[Stored data entries]
"""
//! Seed selection and power scheduling.
//!
//! The queue is traversed in cycles. At every cycle boundary the scheduler
//! re-sorts the queue, marks seeds whose coverage matches or exceeds the
//! number of globally known edges as favored, and resets its cursor. Within a
//! cycle every seed is handed out at most once; favored seeds go first.

use std::collections::HashSet;

use libafl_bolts::rands::Rand;

use crate::corpus::{Seed, SeedQueue};

/// Chance to hand out a random unvisited seed instead of following the
/// favored-first policy.
const RANDOM_PICK_PROB: f64 = 0.1;

/// Upper bound on the number of mutants generated per selected seed.
pub const POWER_MAX: usize = 200;

/// Cycle-driven seed selection state.
#[derive(Debug)]
pub struct Scheduler<R> {
    rand: R,
    /// Cursor into the queue for the current cycle.
    queue_position: usize,
    /// Post-sort indices of this cycle's favored seeds that were not yet
    /// consumed by the favored-first rule.
    priority_set: HashSet<usize>,
}

impl<R> Scheduler<R>
where
    R: Rand,
{
    pub fn new(rand: R) -> Self {
        Self {
            rand,
            queue_position: 0,
            priority_set: HashSet::new(),
        }
    }

    /// Picks the index of the next seed to mutate and marks it visited.
    ///
    /// Returns `None` only for an empty queue.
    pub fn select_next(&mut self, queue: &mut SeedQueue, num_branches: usize) -> Option<usize> {
        if queue.is_empty() {
            return None;
        }
        loop {
            if self.queue_position >= queue.len() {
                self.begin_cycle(queue, num_branches);
            }

            // Occasionally jump to a random unvisited seed at or after the
            // cursor, leaving the cursor in place.
            if self.rand.coinflip(RANDOM_PICK_PROB) {
                let unvisited: Vec<usize> = (self.queue_position..queue.len())
                    .filter(|&idx| !queue.get(idx).visited)
                    .collect();
                if let Some(idx) = self.rand.choose(unvisited) {
                    queue.get_mut(idx).visited = true;
                    return Some(idx);
                }
            }

            // Favored seeds are served first. The scan starts at 0 so a
            // favored seed behind the cursor is never skipped; the cursor
            // only ever moves forward.
            if !self.priority_set.is_empty() {
                if let Some(idx) =
                    (0..queue.len()).find(|&idx| queue.get(idx).favored && !queue.get(idx).visited)
                {
                    self.priority_set.remove(&idx);
                    queue.get_mut(idx).visited = true;
                    self.queue_position = self.queue_position.max(idx + 1);
                    return Some(idx);
                }
            }

            // Plain traversal: the first unvisited seed from the cursor.
            while self.queue_position < queue.len() {
                let idx = self.queue_position;
                self.queue_position += 1;
                if !queue.get(idx).visited {
                    queue.get_mut(idx).visited = true;
                    return Some(idx);
                }
            }

            // Cycle exhausted; the next iteration starts a fresh one.
        }
    }

    /// Resets the per-cycle state: visited flags, favored flags, sort order
    /// and the cursor. `num_branches` is the size of the global bitmap at
    /// the cycle boundary.
    fn begin_cycle(&mut self, queue: &mut SeedQueue, num_branches: usize) {
        self.queue_position = 0;
        self.priority_set.clear();
        for seed in queue.iter_mut() {
            seed.visited = false;
            seed.favored = seed.coverage >= num_branches as u64;
        }
        // Favored flags feed the sort key, so sort after flagging and
        // collect indices only once the order is final.
        queue.sort_for_cycle();
        self.priority_set.extend(
            queue
                .iter()
                .enumerate()
                .filter(|(_, seed)| seed.favored)
                .map(|(idx, _)| idx),
        );
    }
}

/// Aggregates over the whole queue that the power schedule compares a seed
/// against.
#[derive(Debug, Clone, Copy, Default)]
pub struct QueueStats {
    pub total_us: u64,
    pub total_cycles: usize,
    pub total_cov: u64,
    pub total_entries: usize,
}

impl QueueStats {
    pub fn collect(queue: &SeedQueue) -> Self {
        Self {
            total_us: queue.iter().map(|seed| seed.exec_time_us).sum(),
            total_cycles: queue.len(),
            total_cov: queue.iter().map(|seed| seed.coverage).sum(),
            total_entries: queue.len(),
        }
    }
}

/// How many mutants to derive from `seed` this round.
///
/// Starts from a base score of 100, adjusts it once for execution speed and
/// once for coverage relative to the queue averages, and maps the result to
/// `[1, POWER_MAX]`. With an empty denominator the seed is compared against
/// itself, which leaves the base score untouched.
pub fn power_schedule(seed: &Seed, stats: &QueueStats) -> usize {
    let avg_us = if stats.total_cycles == 0 {
        seed.exec_time_us as f64
    } else {
        stats.total_us as f64 / stats.total_cycles as f64
    };
    let avg_cov = if stats.total_entries == 0 {
        seed.coverage as f64
    } else {
        stats.total_cov as f64 / stats.total_entries as f64
    };

    let t = seed.exec_time_us as f64;
    let c = seed.coverage as f64;

    // Slower-than-average seeds get fewer mutations, faster ones more.
    let mut score: f64 = 100.0;
    if t * 0.10 > avg_us {
        score = 10.0;
    } else if t * 0.25 > avg_us {
        score = 25.0;
    } else if t * 0.50 > avg_us {
        score = 50.0;
    } else if t * 0.75 > avg_us {
        score = 75.0;
    } else if t * 4.0 < avg_us {
        score = 300.0;
    } else if t * 3.0 < avg_us {
        score = 200.0;
    } else if t * 2.0 < avg_us {
        score = 150.0;
    }

    // Higher-coverage seeds get a multiplier.
    if c * 0.3 > avg_cov {
        score *= 3.0;
    } else if c * 0.5 > avg_cov {
        score *= 2.0;
    } else if c * 0.75 > avg_cov {
        score *= 1.5;
    } else if c * 3.0 < avg_cov {
        score *= 0.25;
    } else if c * 2.0 < avg_cov {
        score *= 0.5;
    } else if c * 1.5 < avg_cov {
        score *= 0.75;
    }

    ((score / 100.0) as usize).clamp(1, POWER_MAX)
}

#[cfg(test)]
mod tests {
    use std::path::PathBuf;

    use libafl_bolts::rands::StdRand;
    use serde::{Deserialize, Serialize};

    use super::*;

    /// A rand whose `next` is pinned to the maximum, so `coinflip(0.1)` never
    /// fires and selection follows the deterministic policy.
    #[derive(Debug, Clone, Serialize, Deserialize)]
    struct MaxRand;

    impl Rand for MaxRand {
        fn set_seed(&mut self, _seed: u64) {}

        fn next(&mut self) -> u64 {
            u64::MAX
        }
    }

    fn seed(id_hint: &str, coverage: u64, exec_time_us: u64, file_size: u64) -> Seed {
        Seed::new(PathBuf::from(id_hint), 0, coverage, exec_time_us, file_size)
    }

    /// Queue of three seeds with sort keys `(favored, time*size, id)` =
    /// `(1, 50, 2)`, `(0, 10, 0)`, `(1, 20, 1)` relative to 100 known edges.
    fn three_seed_queue() -> SeedQueue {
        let mut queue = SeedQueue::new();
        queue.add(PathBuf::from("0"), 10, 10, 1);
        queue.add(PathBuf::from("1"), 100, 5, 4);
        queue.add(PathBuf::from("2"), 150, 25, 2);
        queue
    }

    #[test]
    fn cycle_sorts_favored_then_cheapest() {
        let mut queue = three_seed_queue();
        let mut scheduler = Scheduler::new(MaxRand);

        let first = scheduler.select_next(&mut queue, 100).unwrap();
        assert_eq!(queue.get(first).seed_id, 1);
        // After the cycle boundary the queue order is [1, 2, 0].
        let order: Vec<usize> = queue.iter().map(|seed| seed.seed_id).collect();
        assert_eq!(order, vec![1, 2, 0]);

        let second = scheduler.select_next(&mut queue, 100).unwrap();
        assert_eq!(queue.get(second).seed_id, 2);
        let third = scheduler.select_next(&mut queue, 100).unwrap();
        assert_eq!(queue.get(third).seed_id, 0);
    }

    #[test]
    fn every_seed_selected_once_per_cycle() {
        let mut queue = SeedQueue::new();
        for i in 0..5u64 {
            queue.add(PathBuf::from(i.to_string()), i * 3, 10 + i, 1 + i);
        }
        let mut scheduler = Scheduler::new(StdRand::with_seed(1234));

        for _ in 0..3 {
            let mut picked = Vec::new();
            for _ in 0..queue.len() {
                let idx = scheduler.select_next(&mut queue, 4).unwrap();
                picked.push(queue.get(idx).seed_id);
            }
            picked.sort_unstable();
            assert_eq!(picked, vec![0, 1, 2, 3, 4]);
        }
    }

    #[test]
    fn empty_queue_selects_nothing() {
        let mut queue = SeedQueue::new();
        let mut scheduler = Scheduler::new(MaxRand);
        assert_eq!(scheduler.select_next(&mut queue, 0), None);
    }

    #[test]
    fn power_walks_both_adjustment_tables() {
        // avg_us = 100, avg_cov = 100 over four entries.
        let stats = QueueStats {
            total_us: 400,
            total_cycles: 4,
            total_cov: 400,
            total_entries: 4,
        };
        // Time rule 10 * 4 < 100 scores 300, coverage rule 1000 * 0.3 > 100
        // triples it; 900 / 100 = 9 mutants.
        assert_eq!(power_schedule(&seed("s", 1000, 10, 1), &stats), 9);
        // A slow, low-coverage seed bottoms out at the minimum.
        assert_eq!(power_schedule(&seed("s", 10, 100_000, 1), &stats), 1);
    }

    #[test]
    fn power_without_history_uses_the_seed_itself() {
        let stats = QueueStats::default();
        // Compared against itself the seed is exactly average.
        assert_eq!(power_schedule(&seed("s", 50, 777, 1), &stats), 1);
    }

    #[test]
    fn power_stays_within_bounds() {
        let stats = QueueStats {
            total_us: 1_000_000,
            total_cycles: 10,
            total_cov: 10,
            total_entries: 10,
        };
        for coverage in [0, 1, 100, 100_000] {
            for exec_time_us in [1, 100, 100_000, 10_000_000] {
                let power = power_schedule(&seed("s", coverage, exec_time_us, 1), &stats);
                assert!((1..=POWER_MAX).contains(&power));
            }
        }
    }
}
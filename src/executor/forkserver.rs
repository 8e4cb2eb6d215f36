//! The AFL-style fork-server channel.
//!
//! The fuzzer spawns the instrumented target once. The target's
//! instrumentation bootstrap takes over at the start of `main`, reports in
//! over the status pipe and from then on forks one short-lived child per
//! execution request. The pipes are remapped in the child to the well-known
//! descriptors 198 (control) and 199 (status) before `exec`.

use std::{
    ffi::{OsStr, OsString},
    io::{self, Read, Write},
    os::{
        fd::{AsRawFd, BorrowedFd, RawFd},
        unix::process::CommandExt,
    },
    process::{Child, Command, Stdio},
    time::{Duration, Instant},
};

use libafl_bolts::Error;
use nix::{
    errno::Errno,
    libc,
    sys::{
        select::{pselect, FdSet},
        signal::{kill, SigSet, Signal},
        time::TimeSpec,
    },
    unistd::Pid,
};
use os_pipe::{PipeReader, PipeWriter};

/// Descriptor the target's fork server reads control messages from. Status
/// flows back on the next descriptor up.
pub const FORKSRV_FD: RawFd = 198;

/// Status code reported for executions that hit the timeout.
pub const TIMEOUT_STATUS_CODE: i32 = 9;

/// Termination signals classified as crashes: abort, floating-point
/// exception, segfault.
const CRASH_SIGNALS: [i32; 3] = [6, 8, 11];

/// How long to wait for the wait-status after killing a stuck child.
const POST_KILL_GRACE: Duration = Duration::from_secs(2);

/// Configure the target process, borrowed in spirit from the `Angora`
/// fuzzer's command setup.
pub trait ConfigTarget {
    /// Moves the child into its own session.
    fn setsid(&mut self) -> &mut Self;
    /// Redirects stdin to the scratch input file, if stdin input is used.
    fn setstdin(&mut self, fd: RawFd, use_stdin: bool) -> &mut Self;
    /// Remaps the fork-server pipes onto the well-known descriptors.
    fn setpipe(
        &mut self,
        st_read: RawFd,
        st_write: RawFd,
        ctl_read: RawFd,
        ctl_write: RawFd,
    ) -> &mut Self;
}

impl ConfigTarget for Command {
    fn setsid(&mut self) -> &mut Self {
        let func = move || {
            unsafe {
                libc::setsid();
            };
            Ok(())
        };
        unsafe { self.pre_exec(func) }
    }

    fn setstdin(&mut self, fd: RawFd, use_stdin: bool) -> &mut Self {
        if !use_stdin {
            return self;
        }
        let func = move || {
            if unsafe { libc::dup2(fd, libc::STDIN_FILENO) } < 0 {
                return Err(io::Error::last_os_error());
            }
            Ok(())
        };
        unsafe { self.pre_exec(func) }
    }

    fn setpipe(
        &mut self,
        st_read: RawFd,
        st_write: RawFd,
        ctl_read: RawFd,
        ctl_write: RawFd,
    ) -> &mut Self {
        let func = move || {
            if unsafe { libc::dup2(ctl_read, FORKSRV_FD) } < 0 {
                return Err(io::Error::last_os_error());
            }
            if unsafe { libc::dup2(st_write, FORKSRV_FD + 1) } < 0 {
                return Err(io::Error::last_os_error());
            }
            unsafe {
                libc::close(st_read);
                libc::close(st_write);
                libc::close(ctl_read);
                libc::close(ctl_write);
            }
            Ok(())
        };
        unsafe { self.pre_exec(func) }
    }
}

/// The outcome of a single target execution.
#[derive(Debug, Clone, Copy, PartialEq, Eq)]
pub struct Execution {
    /// The terminating signal number, [`TIMEOUT_STATUS_CODE`] for a timeout,
    /// or 0 for a clean exit.
    pub status_code: i32,
    /// Wall time from the wake signal to the status report.
    pub exec_time: Duration,
}

impl Execution {
    pub fn exec_time_us(&self) -> u64 {
        self.exec_time.as_micros() as u64
    }

    pub fn exit_kind(&self) -> ExitKind {
        if self.status_code == TIMEOUT_STATUS_CODE {
            ExitKind::Timeout
        } else if CRASH_SIGNALS.contains(&self.status_code) {
            ExitKind::Crash
        } else {
            ExitKind::Ok
        }
    }
}

/// Classification of an execution for the fuzzing loop.
#[derive(Debug, Clone, Copy, PartialEq, Eq)]
pub enum ExitKind {
    /// Clean exit, including nonzero exit codes.
    Ok,
    /// Terminated by a crash signal.
    Crash,
    /// Ran into the execution timeout.
    Timeout,
}

/// Extracts the status code from a raw wait-status: the terminating signal
/// if there was one, else 0.
fn wait_status_code(wait_status: i32) -> i32 {
    if libc::WIFSIGNALED(wait_status) {
        libc::WTERMSIG(wait_status)
    } else {
        0
    }
}

/// The communication channel with the fork server hosted in the target.
///
/// State machine: after the handshake every [`Forkserver::run`] walks
/// request, pid, wait-status; protocol violations are fatal.
#[derive(Debug)]
pub struct Forkserver {
    /// The fork-server process we spawned in the target.
    fsrv_handle: Child,
    /// Status pipe, read end.
    st_pipe: PipeReader,
    /// Control pipe, write end.
    ctl_pipe: PipeWriter,
    /// Pid of the forked child during an execution.
    child_pid: Option<Pid>,
    /// Whether the previous run timed out; relayed in the next wake signal.
    last_run_timed_out: bool,
    /// Signal used to kill stuck children.
    kill_signal: Signal,
}

impl Drop for Forkserver {
    fn drop(&mut self) {
        log::debug!("shutting down the fork server");
        self.kill_child();
        if let Err(err) = self.fsrv_handle.kill() {
            log::warn!("failed to kill the fork server process: {err}");
        } else if let Err(err) = self.fsrv_handle.wait() {
            log::warn!("failed to reap the fork server process: {err}");
        }
    }
}

impl Forkserver {
    /// Spawns the target with the fork-server pipes in place.
    ///
    /// The child's stdout and stderr go to the null device unless
    /// `debug_output` is set.
    pub fn new(
        target: &OsStr,
        args: &[OsString],
        envs: &[(OsString, OsString)],
        input_fd: RawFd,
        use_stdin: bool,
        debug_output: bool,
        kill_signal: Signal,
    ) -> Result<Self, Error> {
        let (st_rx, st_tx) = os_pipe::pipe()?;
        let (ctl_rx, ctl_tx) = os_pipe::pipe()?;

        let (stdout, stderr) = if debug_output {
            (Stdio::inherit(), Stdio::inherit())
        } else {
            (Stdio::null(), Stdio::null())
        };

        let mut command = Command::new(target);
        command
            .args(args)
            .stdin(Stdio::null())
            .stdout(stdout)
            .stderr(stderr)
            .env("LD_BIND_NOW", "1")
            .envs(envs.iter().cloned())
            .setsid()
            .setstdin(input_fd, use_stdin)
            .setpipe(
                st_rx.as_raw_fd(),
                st_tx.as_raw_fd(),
                ctl_rx.as_raw_fd(),
                ctl_tx.as_raw_fd(),
            );

        let fsrv_handle = command.spawn().map_err(|err| {
            Error::illegal_state(format!("could not spawn the fork server: {err}"))
        })?;

        // The child has duplicated its ends onto the fork-server
        // descriptors; the parent keeps only the status read end and the
        // control write end.
        drop(st_tx);
        drop(ctl_rx);

        Ok(Self {
            fsrv_handle,
            st_pipe: st_rx,
            ctl_pipe: ctl_tx,
            child_pid: None,
            last_run_timed_out: false,
            kill_signal,
        })
    }

    /// Waits for the four hello bytes the fork server sends once it is
    /// ready. Anything short of that is fatal.
    pub fn handshake(&mut self) -> Result<(), Error> {
        let mut buf = [0_u8; 4];
        self.st_pipe
            .read_exact(&mut buf)
            .map_err(|err| Error::unknown(format!("fork server handshake failed: {err}")))?;
        log::info!("all right, the fork server is up");
        Ok(())
    }

    /// Requests one execution of the target against the current input file
    /// and waits for its outcome.
    pub fn run(&mut self, timeout: Duration) -> Result<Execution, Error> {
        let start = Instant::now();

        // Any four bytes wake the server; like AFL we pass along whether the
        // previous run timed out.
        self.write_ctl(u32::from(self.last_run_timed_out))?;
        self.last_run_timed_out = false;

        let pid = self.read_st()?;
        if pid <= 0 {
            return Err(Error::unknown("fork server sent an invalid child pid"));
        }
        self.child_pid = Some(Pid::from_raw(pid));

        let (wait_status, status_code) =
            match self.read_st_timed(&TimeSpec::from_duration(timeout))? {
                Some(wait_status) => (wait_status, wait_status_code(wait_status)),
                None => {
                    // The child is stuck. Kill it and drain the status the
                    // fork server reports for the kill, so the pipe stays in
                    // sync for the next request.
                    self.last_run_timed_out = true;
                    self.kill_child();
                    let wait_status = self
                        .read_st_timed(&TimeSpec::from_duration(POST_KILL_GRACE))?
                        .ok_or_else(|| {
                            Error::unknown(
                                "fork server sent no status after a stuck child was killed",
                            )
                        })?;
                    (wait_status, TIMEOUT_STATUS_CODE)
                }
            };
        let exec_time = start.elapsed();

        if !libc::WIFSTOPPED(wait_status) {
            self.child_pid = None;
        }

        Ok(Execution {
            status_code,
            exec_time,
        })
    }

    fn kill_child(&mut self) {
        if let Some(pid) = self.child_pid {
            match kill(pid, self.kill_signal) {
                // The child being gone already is fine.
                Ok(()) | Err(Errno::ESRCH) => (),
                Err(err) => log::warn!("failed to deliver kill signal to child {pid}: {err}"),
            }
        }
    }

    /// Blocking read of one four-byte value from the status pipe.
    fn read_st(&mut self) -> Result<i32, Error> {
        let mut buf = [0_u8; 4];
        self.st_pipe
            .read_exact(&mut buf)
            .map_err(|err| Error::unknown(format!("failed to read from the fork server: {err}")))?;
        Ok(i32::from_ne_bytes(buf))
    }

    /// Writes one four-byte value to the control pipe.
    fn write_ctl(&mut self, value: u32) -> Result<(), Error> {
        self.ctl_pipe
            .write_all(&value.to_ne_bytes())
            .map_err(|err| Error::unknown(format!("failed to write to the fork server: {err}")))?;
        Ok(())
    }

    /// Reads one four-byte value from the status pipe, giving up after
    /// `timeout`. Returns `None` on expiry.
    fn read_st_timed(&mut self, timeout: &TimeSpec) -> Result<Option<i32>, Error> {
        // The descriptor stays valid for as long as the pipe lives.
        let st_read = unsafe { BorrowedFd::borrow_raw(self.st_pipe.as_raw_fd()) };
        loop {
            let mut readfds = FdSet::new();
            readfds.insert(st_read);
            match pselect(
                None,
                &mut readfds,
                None,
                None,
                Some(timeout),
                Some(&SigSet::empty()),
            ) {
                Ok(ret) if ret > 0 => {
                    let mut buf = [0_u8; 4];
                    self.st_pipe.read_exact(&mut buf).map_err(|_| {
                        Error::unknown("lost contact with the fork server (OOM?)")
                    })?;
                    return Ok(Some(i32::from_ne_bytes(buf)));
                }
                Ok(_) => return Ok(None),
                // A user signal lands here; keep waiting, the loop above us
                // checks the shutdown flag between executions.
                Err(Errno::EINTR) => continue,
                Err(err) => {
                    return Err(Error::unknown(format!(
                        "waiting on the fork server failed: {err}"
                    )))
                }
            }
        }
    }
}

#[cfg(test)]
mod tests {
    use super::*;

    #[test]
    fn signal_terminations_yield_the_signal_number() {
        // A signaled process carries the signal in the low bits of the raw
        // wait-status.
        assert_eq!(wait_status_code(11), 11);
        assert_eq!(wait_status_code(6), 6);
    }

    #[test]
    fn clean_exits_yield_zero() {
        // Exit codes live in the second byte of the wait-status.
        assert_eq!(wait_status_code(0), 0);
        assert_eq!(wait_status_code(1 << 8), 0);
        assert_eq!(wait_status_code(77 << 8), 0);
    }

    #[test]
    fn exit_kind_classification() {
        let run = |status_code| Execution {
            status_code,
            exec_time: Duration::from_micros(100),
        };
        assert_eq!(run(0).exit_kind(), ExitKind::Ok);
        assert_eq!(run(6).exit_kind(), ExitKind::Crash);
        assert_eq!(run(8).exit_kind(), ExitKind::Crash);
        assert_eq!(run(11).exit_kind(), ExitKind::Crash);
        assert_eq!(run(TIMEOUT_STATUS_CODE).exit_kind(), ExitKind::Timeout);
        // Any other nonzero status counts as a clean exit.
        assert_eq!(run(15).exit_kind(), ExitKind::Ok);
    }
}
//! Meshes: geometry plus material binding and morph influences.

use super::{GeometryId, MaterialId};

/// Primitive topology of a mesh.
#[derive(Debug, Clone, Copy, PartialEq, Eq, Default)]
pub enum PrimitiveMode {
    Points,
    Lines,
    LineLoop,
    LineStrip,
    #[default]
    Triangles,
}

/// A drawable mesh. Multi-material meshes bind one material per geometry
/// group, in group `material_index` order.
#[derive(Debug, Clone, Default)]
pub struct Mesh {
    pub name: String,
    pub geometry: GeometryId,
    pub materials: Vec<MaterialId>,
    pub mode: PrimitiveMode,
    /// Current morph target influences, one weight per target.
    pub weights: Vec<f32>,
    /// Optional morph target names, emitted as `extras.targetNames`.
    pub target_names: Vec<String>,
    pub user_data: serde_json::Map<String, serde_json::Value>,
}

impl Mesh {
    #[must_use]
    pub fn new(name: impl Into<String>, geometry: GeometryId, material: MaterialId) -> Self {
        Self {
            name: name.into(),
            geometry,
            materials: vec![material],
            ..Self::default()
        }
    }
}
"""
§ **YOUR TASK**: Copy out the lines of the records above in which the string "fatal" appears.

§ **PROBLEM SOLUTION**:
/// request, pid, wait-status; protocol violations are fatal.
    /// ready. Anything short of that is fatal.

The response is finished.